-- RECORDS FOR PROCESSING follows --

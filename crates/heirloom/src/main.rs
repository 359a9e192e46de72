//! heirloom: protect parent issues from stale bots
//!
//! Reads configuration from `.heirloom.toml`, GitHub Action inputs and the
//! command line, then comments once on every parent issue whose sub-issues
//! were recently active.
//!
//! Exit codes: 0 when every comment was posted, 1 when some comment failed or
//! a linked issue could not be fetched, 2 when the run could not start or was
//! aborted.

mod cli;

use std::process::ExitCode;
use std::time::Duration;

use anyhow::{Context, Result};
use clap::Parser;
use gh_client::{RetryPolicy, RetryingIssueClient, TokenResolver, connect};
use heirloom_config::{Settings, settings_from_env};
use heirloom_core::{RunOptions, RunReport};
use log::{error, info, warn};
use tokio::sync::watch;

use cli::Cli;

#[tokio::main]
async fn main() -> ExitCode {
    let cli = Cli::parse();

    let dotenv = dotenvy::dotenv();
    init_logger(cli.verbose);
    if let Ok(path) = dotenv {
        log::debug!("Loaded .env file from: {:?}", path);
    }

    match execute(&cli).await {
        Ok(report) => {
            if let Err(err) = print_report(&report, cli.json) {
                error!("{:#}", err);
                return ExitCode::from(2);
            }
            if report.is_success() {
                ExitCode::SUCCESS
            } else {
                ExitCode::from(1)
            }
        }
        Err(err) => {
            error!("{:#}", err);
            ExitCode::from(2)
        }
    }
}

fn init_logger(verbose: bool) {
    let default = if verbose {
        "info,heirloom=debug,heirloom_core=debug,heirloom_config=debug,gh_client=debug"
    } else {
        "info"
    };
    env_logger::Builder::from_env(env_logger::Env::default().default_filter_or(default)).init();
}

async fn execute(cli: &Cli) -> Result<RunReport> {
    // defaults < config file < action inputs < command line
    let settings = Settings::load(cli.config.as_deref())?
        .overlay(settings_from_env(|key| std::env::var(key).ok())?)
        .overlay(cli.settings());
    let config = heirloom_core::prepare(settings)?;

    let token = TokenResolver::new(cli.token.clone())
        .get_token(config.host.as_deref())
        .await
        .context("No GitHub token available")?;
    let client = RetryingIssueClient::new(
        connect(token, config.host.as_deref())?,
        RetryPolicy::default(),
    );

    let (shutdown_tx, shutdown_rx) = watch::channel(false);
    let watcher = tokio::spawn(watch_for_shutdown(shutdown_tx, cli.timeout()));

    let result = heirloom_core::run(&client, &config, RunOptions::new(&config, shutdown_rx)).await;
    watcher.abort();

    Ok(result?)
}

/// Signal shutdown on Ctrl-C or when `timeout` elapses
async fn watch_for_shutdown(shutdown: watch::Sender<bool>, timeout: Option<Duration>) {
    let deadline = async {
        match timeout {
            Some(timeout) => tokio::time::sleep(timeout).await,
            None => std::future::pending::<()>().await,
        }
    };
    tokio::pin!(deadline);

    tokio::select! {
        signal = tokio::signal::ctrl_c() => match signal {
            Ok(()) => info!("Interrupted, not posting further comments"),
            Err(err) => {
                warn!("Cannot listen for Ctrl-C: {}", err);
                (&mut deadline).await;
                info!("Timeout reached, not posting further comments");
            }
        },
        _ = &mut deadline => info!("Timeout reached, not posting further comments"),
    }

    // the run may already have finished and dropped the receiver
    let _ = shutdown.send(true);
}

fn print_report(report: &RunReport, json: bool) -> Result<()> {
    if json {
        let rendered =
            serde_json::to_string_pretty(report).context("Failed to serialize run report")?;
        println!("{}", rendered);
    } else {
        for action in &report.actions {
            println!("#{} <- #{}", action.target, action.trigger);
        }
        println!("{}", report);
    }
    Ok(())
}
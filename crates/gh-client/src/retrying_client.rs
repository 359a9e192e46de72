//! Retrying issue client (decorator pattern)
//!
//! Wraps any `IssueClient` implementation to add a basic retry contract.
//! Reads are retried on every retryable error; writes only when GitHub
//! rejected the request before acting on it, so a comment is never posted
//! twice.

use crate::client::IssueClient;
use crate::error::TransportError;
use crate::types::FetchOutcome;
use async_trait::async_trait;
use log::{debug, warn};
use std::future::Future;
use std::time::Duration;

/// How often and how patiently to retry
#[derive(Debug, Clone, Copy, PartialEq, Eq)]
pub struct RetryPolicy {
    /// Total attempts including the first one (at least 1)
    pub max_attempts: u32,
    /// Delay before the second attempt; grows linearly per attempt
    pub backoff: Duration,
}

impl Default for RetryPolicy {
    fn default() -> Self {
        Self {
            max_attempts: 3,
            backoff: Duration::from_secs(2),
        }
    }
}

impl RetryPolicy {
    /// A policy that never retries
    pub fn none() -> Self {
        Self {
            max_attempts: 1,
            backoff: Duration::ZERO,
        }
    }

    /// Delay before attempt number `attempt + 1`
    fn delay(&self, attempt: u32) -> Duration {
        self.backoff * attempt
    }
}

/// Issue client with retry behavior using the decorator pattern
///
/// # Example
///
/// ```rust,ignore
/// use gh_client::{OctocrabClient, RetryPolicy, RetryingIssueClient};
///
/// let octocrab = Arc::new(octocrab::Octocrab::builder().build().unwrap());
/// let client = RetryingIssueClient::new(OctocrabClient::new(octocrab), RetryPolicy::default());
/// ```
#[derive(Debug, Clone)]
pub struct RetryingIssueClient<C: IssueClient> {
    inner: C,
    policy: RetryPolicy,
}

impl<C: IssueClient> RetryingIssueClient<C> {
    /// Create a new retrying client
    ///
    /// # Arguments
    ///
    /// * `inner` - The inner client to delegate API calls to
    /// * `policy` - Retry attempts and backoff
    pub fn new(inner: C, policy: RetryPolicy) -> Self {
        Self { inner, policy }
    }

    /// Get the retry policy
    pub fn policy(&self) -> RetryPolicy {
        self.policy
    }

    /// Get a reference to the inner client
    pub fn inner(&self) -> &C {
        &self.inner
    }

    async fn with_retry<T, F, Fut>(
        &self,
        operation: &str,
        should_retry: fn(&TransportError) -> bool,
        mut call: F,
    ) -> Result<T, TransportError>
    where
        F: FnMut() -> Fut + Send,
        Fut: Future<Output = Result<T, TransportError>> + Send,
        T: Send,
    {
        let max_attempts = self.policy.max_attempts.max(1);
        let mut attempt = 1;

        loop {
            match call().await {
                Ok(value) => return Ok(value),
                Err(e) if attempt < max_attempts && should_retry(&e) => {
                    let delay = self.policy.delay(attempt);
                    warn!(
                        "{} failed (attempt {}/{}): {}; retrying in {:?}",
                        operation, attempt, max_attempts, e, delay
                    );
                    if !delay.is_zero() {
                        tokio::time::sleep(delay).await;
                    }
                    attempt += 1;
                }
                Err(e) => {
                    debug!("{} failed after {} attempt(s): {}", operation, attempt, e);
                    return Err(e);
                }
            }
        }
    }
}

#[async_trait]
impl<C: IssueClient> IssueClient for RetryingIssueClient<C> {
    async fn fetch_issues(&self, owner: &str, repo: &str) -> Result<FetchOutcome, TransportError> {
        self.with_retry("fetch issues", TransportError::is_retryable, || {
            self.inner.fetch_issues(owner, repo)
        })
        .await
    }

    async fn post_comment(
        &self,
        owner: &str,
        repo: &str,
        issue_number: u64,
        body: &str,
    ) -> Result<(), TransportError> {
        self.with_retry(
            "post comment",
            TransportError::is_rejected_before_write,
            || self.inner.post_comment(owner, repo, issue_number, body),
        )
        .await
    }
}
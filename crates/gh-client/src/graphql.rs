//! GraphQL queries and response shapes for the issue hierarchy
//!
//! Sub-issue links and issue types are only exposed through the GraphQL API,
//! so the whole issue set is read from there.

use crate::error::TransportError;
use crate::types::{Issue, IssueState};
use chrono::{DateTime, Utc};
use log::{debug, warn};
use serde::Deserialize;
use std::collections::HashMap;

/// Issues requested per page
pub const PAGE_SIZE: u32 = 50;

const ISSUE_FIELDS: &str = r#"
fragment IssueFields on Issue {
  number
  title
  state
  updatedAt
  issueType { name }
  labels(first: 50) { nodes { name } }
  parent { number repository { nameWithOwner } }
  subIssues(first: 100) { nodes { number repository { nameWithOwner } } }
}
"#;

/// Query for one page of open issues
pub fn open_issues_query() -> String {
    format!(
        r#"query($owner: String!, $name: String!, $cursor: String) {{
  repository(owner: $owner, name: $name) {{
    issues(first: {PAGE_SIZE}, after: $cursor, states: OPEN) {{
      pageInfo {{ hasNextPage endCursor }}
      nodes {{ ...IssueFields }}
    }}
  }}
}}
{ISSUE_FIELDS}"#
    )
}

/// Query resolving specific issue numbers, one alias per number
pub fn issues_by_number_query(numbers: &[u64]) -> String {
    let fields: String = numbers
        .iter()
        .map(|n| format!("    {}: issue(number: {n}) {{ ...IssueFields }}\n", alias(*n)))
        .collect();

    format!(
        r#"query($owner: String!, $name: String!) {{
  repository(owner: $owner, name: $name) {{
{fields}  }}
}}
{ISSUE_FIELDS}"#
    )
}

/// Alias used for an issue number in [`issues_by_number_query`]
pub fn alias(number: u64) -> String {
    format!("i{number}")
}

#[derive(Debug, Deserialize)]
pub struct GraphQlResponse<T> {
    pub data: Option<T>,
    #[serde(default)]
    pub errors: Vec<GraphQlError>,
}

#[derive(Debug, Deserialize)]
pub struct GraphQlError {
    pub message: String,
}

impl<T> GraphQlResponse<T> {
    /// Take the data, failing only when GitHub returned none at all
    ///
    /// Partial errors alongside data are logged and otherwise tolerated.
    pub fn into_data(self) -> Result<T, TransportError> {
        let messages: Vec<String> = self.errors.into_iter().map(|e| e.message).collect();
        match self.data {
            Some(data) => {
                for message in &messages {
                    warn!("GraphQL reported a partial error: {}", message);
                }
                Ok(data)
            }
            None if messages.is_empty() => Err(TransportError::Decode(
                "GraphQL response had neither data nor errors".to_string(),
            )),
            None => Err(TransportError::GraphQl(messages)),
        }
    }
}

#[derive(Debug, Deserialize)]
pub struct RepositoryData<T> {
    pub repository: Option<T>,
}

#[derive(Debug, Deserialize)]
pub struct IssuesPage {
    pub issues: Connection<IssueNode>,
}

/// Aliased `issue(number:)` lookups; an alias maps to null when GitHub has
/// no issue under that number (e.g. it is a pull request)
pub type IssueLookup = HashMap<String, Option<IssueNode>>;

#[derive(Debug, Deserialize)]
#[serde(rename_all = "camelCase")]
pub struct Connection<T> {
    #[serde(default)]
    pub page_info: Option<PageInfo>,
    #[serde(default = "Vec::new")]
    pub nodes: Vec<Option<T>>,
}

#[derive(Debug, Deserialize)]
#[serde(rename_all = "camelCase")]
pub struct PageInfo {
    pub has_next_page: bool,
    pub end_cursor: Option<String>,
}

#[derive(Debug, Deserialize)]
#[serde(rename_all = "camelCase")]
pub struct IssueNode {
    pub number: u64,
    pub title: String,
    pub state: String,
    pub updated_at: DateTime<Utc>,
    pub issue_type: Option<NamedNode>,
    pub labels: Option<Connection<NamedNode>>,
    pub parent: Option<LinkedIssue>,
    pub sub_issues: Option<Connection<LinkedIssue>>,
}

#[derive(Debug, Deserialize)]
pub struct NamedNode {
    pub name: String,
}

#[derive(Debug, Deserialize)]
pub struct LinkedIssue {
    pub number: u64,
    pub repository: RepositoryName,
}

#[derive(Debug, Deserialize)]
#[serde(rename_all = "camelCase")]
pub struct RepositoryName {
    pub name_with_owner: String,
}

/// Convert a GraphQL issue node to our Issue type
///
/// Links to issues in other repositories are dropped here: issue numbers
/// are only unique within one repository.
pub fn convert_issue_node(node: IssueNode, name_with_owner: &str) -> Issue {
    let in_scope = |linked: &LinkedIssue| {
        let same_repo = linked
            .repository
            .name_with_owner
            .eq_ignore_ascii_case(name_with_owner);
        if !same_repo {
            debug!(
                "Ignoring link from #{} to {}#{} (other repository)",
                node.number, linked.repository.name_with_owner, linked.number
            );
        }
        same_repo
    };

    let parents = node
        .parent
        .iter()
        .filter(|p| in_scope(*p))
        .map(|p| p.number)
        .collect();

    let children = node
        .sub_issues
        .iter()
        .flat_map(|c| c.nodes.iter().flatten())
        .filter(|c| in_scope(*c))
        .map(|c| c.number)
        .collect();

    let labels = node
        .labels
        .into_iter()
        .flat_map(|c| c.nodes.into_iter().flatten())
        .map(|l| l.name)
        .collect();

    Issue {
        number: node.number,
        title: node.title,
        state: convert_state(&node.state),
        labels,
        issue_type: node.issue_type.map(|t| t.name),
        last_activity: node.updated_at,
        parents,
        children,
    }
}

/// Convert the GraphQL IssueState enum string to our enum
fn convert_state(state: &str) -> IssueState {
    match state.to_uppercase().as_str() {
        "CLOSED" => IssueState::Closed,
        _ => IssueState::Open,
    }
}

-- RECORDS FOR PROCESSING concluded --

**TASK INSTRUCTIONS:** Count the lines above that contain "operation", and give only the number.

**ANSWER BOX:** 3